President Barack Obama is calling for a more modernized and concentrated hiring process in the federal government as more of its workers retire. While the government attracts many excellent candidates, the recruitment process remains bureaucratic, cumbersome and complex, leading many talented workers to be turned away.
Nickerson
“The federal government is facing a war for talent and its competitors are winning,” says Jackson A. Nickerson, PhD, professor of strategy at Olin Business School at Washington University in St. Louis. Nickerson made the remarks Sept. 28 at a Brookings Institution panel on “Reforming the Federal Hiring Process and Promoting Public Service to America’s Youth.”
The discussion, held in Washington, D.C., was televised nationally on CSPAN.
“In many ways the federal government has a hiring system that fundamentally was designed in the 1970s,” says Nickerson, the Frahm Family Professor of Organization & Strategy, director of the Brookings-Olin Partnership and Brookings Nonresident Senior Fellow in Government Studies.
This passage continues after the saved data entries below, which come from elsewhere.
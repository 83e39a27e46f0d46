//! Schema loader for type registry documents
//!
//! A schema file is a JSON document of the form:
//!
//! ```json
//! { "types": [ { "name": "Doc", "supertype": "Item", "attributes": [ { "name": "rev", "kind": "revision" } ] } ] }
//! ```
//!
//! Malformed files, duplicate types and broken hierarchies fail the load.

use std::fs;
use std::path::Path;

use serde::{Deserialize, Serialize};

use super::errors::{SchemaError, SchemaResult};
use super::registry::SchemaRegistry;
use super::types::TypeDescriptor;

/// On-disk form of a schema.
#[derive(Debug, Clone, Default, Serialize, Deserialize)]
pub struct SchemaDocument {
    #[serde(default)]
    pub types: Vec<TypeDescriptor>,
}

/// Loads type registries from disk.
pub struct SchemaLoader;

impl SchemaLoader {
    /// Loads and validates a schema file.
    pub fn load_file(path: &Path) -> SchemaResult<SchemaRegistry> {
        let content = fs::read_to_string(path).map_err(|e| {
            SchemaError::malformed(path.display().to_string(), format!("Failed to read file: {}", e))
        })?;

        Self::load_str(&content).map_err(|e| match e {
            SchemaError::Malformed { reason, .. } => {
                SchemaError::malformed(path.display().to_string(), reason)
            }
            other => other,
        })
    }

    /// Parses and validates a schema document held in memory.
    pub fn load_str(content: &str) -> SchemaResult<SchemaRegistry> {
        let document: SchemaDocument = serde_json::from_str(content)
            .map_err(|e| SchemaError::malformed("<in-memory>", format!("Invalid JSON: {}", e)))?;

        for ty in &document.types {
            if ty.name.trim().is_empty() {
                return Err(SchemaError::malformed("<in-memory>", "Type with empty name"));
            }
        }

        SchemaRegistry::from_types(document.types)
    }
}
//! CSV reader for labelled feature tables with full input validation.

use std::path::{Path, PathBuf};

use tracing::{debug, info, instrument};

use crate::IoError;
use crate::domain::LabelledTable;

/// Reads a labelled feature table from a CSV file.
///
/// Expected CSV format:
/// - Header row required; one column is the label, named at construction
/// - Every other column is a numeric feature, kept in file order
/// - Labels must be `0` or `1` (`0.0` and `1.0` are accepted)
///
/// # Errors
///
/// | Variant | Condition |
/// |---|---|
/// | [`IoError::FileNotFound`] | File doesn't exist or is unreadable |
/// | [`IoError::CsvParse`] | Malformed CSV record |
/// | [`IoError::MissingLabelColumn`] | Header lacks the label column |
/// | [`IoError::NoFeatureColumns`] | Header has no column besides the label |
/// | [`IoError::EmptyDataset`] | Zero data rows after header |
/// | [`IoError::InconsistentRowLength`] | Row has different column count than header |
/// | [`IoError::NonFiniteValue`] | Feature cell is NaN, Inf, or unparseable float |
/// | [`IoError::InvalidLabel`] | Label cell is not 0 or 1 |
pub struct LabelledCsvReader {
    path: PathBuf,
    label_column: String,
}

impl LabelledCsvReader {
    /// Create a new reader for the given CSV file path and label column name.
    pub fn new(path: &Path, label_column: &str) -> Self {
        Self {
            path: path.to_path_buf(),
            label_column: label_column.to_string(),
        }
    }

    /// Read and validate the CSV file, returning a [`LabelledTable`].
    #[instrument(skip(self), fields(path = %self.path.display(), label = %self.label_column))]
    pub fn read(&self) -> Result<LabelledTable, IoError> {
        let file = std::fs::File::open(&self.path).map_err(|e| IoError::FileNotFound {
            path: self.path.clone(),
            source: e,
        })?;

        // flexible(true) lets InconsistentRowLength fire instead of a bare CsvParse.
        let mut rdr = csv::ReaderBuilder::new()
            .has_headers(true)
            .flexible(true)
            .trim(csv::Trim::All)
            .from_reader(file);

        let header = rdr.headers().map_err(|e| self.parse_error(e))?.clone();
        let expected_cols = header.len();
        debug!(expected_cols, "read CSV header");

        let label_index = header
            .iter()
            .position(|h| h == self.label_column)
            .ok_or_else(|| IoError::MissingLabelColumn {
                path: self.path.clone(),
                column: self.label_column.clone(),
            })?;
        if expected_cols < 2 {
            return Err(IoError::NoFeatureColumns {
                path: self.path.clone(),
            });
        }

        let feature_names: Vec<String> = header
            .iter()
            .enumerate()
            .filter(|&(i, _)| i != label_index)
            .map(|(_, h)| h.to_string())
            .collect();

        let mut rows = Vec::new();
        let mut labels = Vec::new();

        for (row_index, result) in rdr.records().enumerate() {
            let record = result.map_err(|e| self.parse_error(e))?;

            if record.len() != expected_cols {
                return Err(IoError::InconsistentRowLength {
                    path: self.path.clone(),
                    row_index,
                    expected: expected_cols,
                    got: record.len(),
                });
            }

            let mut row = Vec::with_capacity(feature_names.len());
            for (col_index, raw) in record.iter().enumerate() {
                if col_index == label_index {
                    labels.push(self.parse_label(row_index, raw)?);
                    continue;
                }
                row.push(self.parse_feature(row_index, &header[col_index], raw)?);
            }
            rows.push(row);
        }

        if rows.is_empty() {
            return Err(IoError::EmptyDataset {
                path: self.path.clone(),
            });
        }

        let n_positive = labels.iter().filter(|&&l| l == 1.0).count();
        info!(
            n_rows = rows.len(),
            n_features = feature_names.len(),
            n_positive,
            "labelled table loaded"
        );

        Ok(LabelledTable::new(
            self.label_column.clone(),
            feature_names,
            rows,
            labels,
        ))
    }

    fn parse_error(&self, e: csv::Error) -> IoError {
        IoError::CsvParse {
            path: self.path.clone(),
            offset: e.position().map_or(0, |p| p.byte()),
            source: e,
        }
    }

    fn parse_feature(&self, row_index: usize, column: &str, raw: &str) -> Result<f64, IoError> {
        match raw.parse::<f64>() {
            Ok(value) if value.is_finite() => Ok(value),
            _ => Err(IoError::NonFiniteValue {
                path: self.path.clone(),
                row_index,
                column: column.to_string(),
                raw: raw.to_string(),
            }),
        }
    }

    fn parse_label(&self, row_index: usize, raw: &str) -> Result<f64, IoError> {
        match raw.parse::<f64>() {
            Ok(value) if value == 0.0 || value == 1.0 => Ok(value),
            _ => Err(IoError::InvalidLabel {
                path: self.path.clone(),
                row_index,
                raw: raw.to_string(),
            }),
        }
    }
}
“Hiring largely is based on finding and matching specific skills to specific tasks and jobs,” he says. “Yet human capital needs have dramatically changed since the 1970s.
“In the 21st century, the abilities to collaborate across divisions and agencies, adapt to new circumstances, rapidly learn new things, and lead others — what I refer to as agile abilities — are far more important and needed than specific skills for a specific job.”
Nickerson says he thinks many young people in America have a commitment to public service, but that Americans tend to view public service in the federal government negatively.
“Ultimately, the federal government is not offering enough of what America’s youth value for it to win the war for talent,” he says.
Nickerson proposes a new systemic approach to federal hiring in the 21st century.
“I propose that individuals are hired predominantly for their agile abilities instead of primarily for their knowledge and skills,” he says.
“Second, I propose hiring the vast majority of individuals into Government Rotational Training Programs, which could provide six months-to-two years of rotations across agencies, offer lots of development opportunities and provide frequent assessments,” he says.
Nickerson argues that doing so would allow people to be hired into programs and not into specific job, eliminating much of the delay and frustration associated with the current hiring process.
Nickerson also recommends decentralizing advertising and interviewing for the rotational programs.
“The 21st century changed federal human capital needs, changed expectations of America’s youth, and ushered in a war for talent,” Nickerson says. “The federal government should not try ‘fix’ its recruitment process, it should build a new recruitment system to fight and win the war for talent.”